### Supplied data
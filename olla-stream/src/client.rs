//! Inference server client.

use olla_types::{AssembledResult, RequestPayload, RunError, TransportError};

use crate::assembler::{AssembleOptions, ResponseAssembler};
use crate::config::ClientConfig;
use crate::error::{map_body_error, map_http_status, map_reqwest_error};
use crate::sink::FragmentSink;
use crate::streaming::{EventStream, decode_response};

/// Client for the generate and chat endpoints.
///
/// Cheap to clone; clones share the connection pool.
///
/// # Example
///
/// ```no_run
/// use olla_stream::{AssembleOptions, Client, ClientConfig, PrintSink};
///
/// # async fn demo() -> Result<(), Box<dyn std::error::Error>> {
/// let config = ClientConfig::default().model("llama2");
/// let payload = config.generate_request("Why is the sky blue?").into();
/// let client = Client::new(config)?;
/// let result = client
///     .run(&payload, &AssembleOptions::default(), &mut PrintSink::stdout())
///     .await?;
/// println!("\n{} chars", result.text.len());
/// # Ok(())
/// # }
/// ```
#[derive(Debug, Clone)]
pub struct Client {
    config: ClientConfig,
    base_url: String,
    http: reqwest::Client,
}

impl Client {
    /// Build a client from `config`.
    pub fn new(config: ClientConfig) -> Result<Self, TransportError> {
        let mut builder = reqwest::Client::builder();
        if let Some(timeout) = config.connect_timeout {
            builder = builder.connect_timeout(timeout);
        }
        let http = builder.build().map_err(map_reqwest_error)?;
        Ok(Self {
            base_url: config.base_url(),
            config,
            http,
        })
    }

    /// Override the server base URL derived from host and port.
    ///
    /// Useful for testing with a local mock server.
    #[must_use]
    pub fn with_base_url(mut self, url: impl Into<String>) -> Self {
        self.base_url = url.into().trim_end_matches('/').to_string();
        self
    }

    /// The configuration this client was built from.
    #[must_use]
    pub fn config(&self) -> &ClientConfig {
        &self.config
    }

    /// The base URL requests are sent to.
    #[must_use]
    pub fn base_url(&self) -> &str {
        &self.base_url
    }

    /// POST `payload` to its endpoint and check the status.
    async fn send(&self, payload: &RequestPayload) -> Result<reqwest::Response, TransportError> {
        let mode = payload.mode();
        let url = format!("{}{}", self.base_url, mode.path());
        let body = serde_json::to_vec(payload)?;

        tracing::debug!(url = %url, model = %payload.model(), ?mode, "sending request to inference server");

        let response = self
            .http
            .post(&url)
            .header("content-type", "application/json")
            .body(body)
            .send()
            .await
            .map_err(map_reqwest_error)?;

        let status = response.status();
        if status != reqwest::StatusCode::OK {
            let body_text = response.text().await.unwrap_or_default();
            tracing::debug!(%status, body = %body_text, "inference server rejected request");
            return Err(map_http_status(status, &body_text));
        }

        Ok(response)
    }

    /// Send a streaming request and return its decoded events.
    pub async fn stream_events(&self, payload: &RequestPayload) -> Result<EventStream, TransportError> {
        let response = self.send(payload).await?;
        Ok(decode_response(response, payload.mode()))
    }

    /// Send a non-streaming request and return the body as sent by the server.
    pub async fn fetch_document(&self, payload: &RequestPayload) -> Result<String, TransportError> {
        let response = self.send(payload).await?;
        response.text().await.map_err(map_body_error)
    }

    /// Send `payload` and assemble the response.
    ///
    /// Streaming payloads push every fragment to `sink` as it arrives and
    /// return the concatenated text. A generate payload with `stream: false`
    /// bypasses frame decoding entirely: the single JSON document is returned
    /// unmodified as the result text and `sink` is not used.
    pub async fn run<K>(
        &self,
        payload: &RequestPayload,
        options: &AssembleOptions,
        sink: &mut K,
    ) -> Result<AssembledResult, RunError>
    where
        K: FragmentSink + ?Sized,
    {
        if payload.is_passthrough() {
            let text = self.fetch_document(payload).await?;
            return Ok(AssembledResult {
                text,
                metrics: None,
            });
        }

        let events = self.stream_events(payload).await?;
        ResponseAssembler::new(options.clone())
            .assemble(events, sink)
            .await
    }
}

### What you are asked to do
Quote the listing above, but only from the line that shows "by the server." through the line that shows "document is returned".

### Your solution
    /// Send a non-streaming request and return the body as sent by the server.
    pub async fn fetch_document(&self, payload: &RequestPayload) -> Result<String, TransportError> {
        let response = self.send(payload).await?;
        response.text().await.map_err(map_body_error)
    }

    /// Send `payload` and assemble the response.
    ///
    /// Streaming payloads push every fragment to `sink` as it arrives and
    /// return the concatenated text. A generate payload with `stream: false`
    /// bypasses frame decoding entirely: the single JSON document is returned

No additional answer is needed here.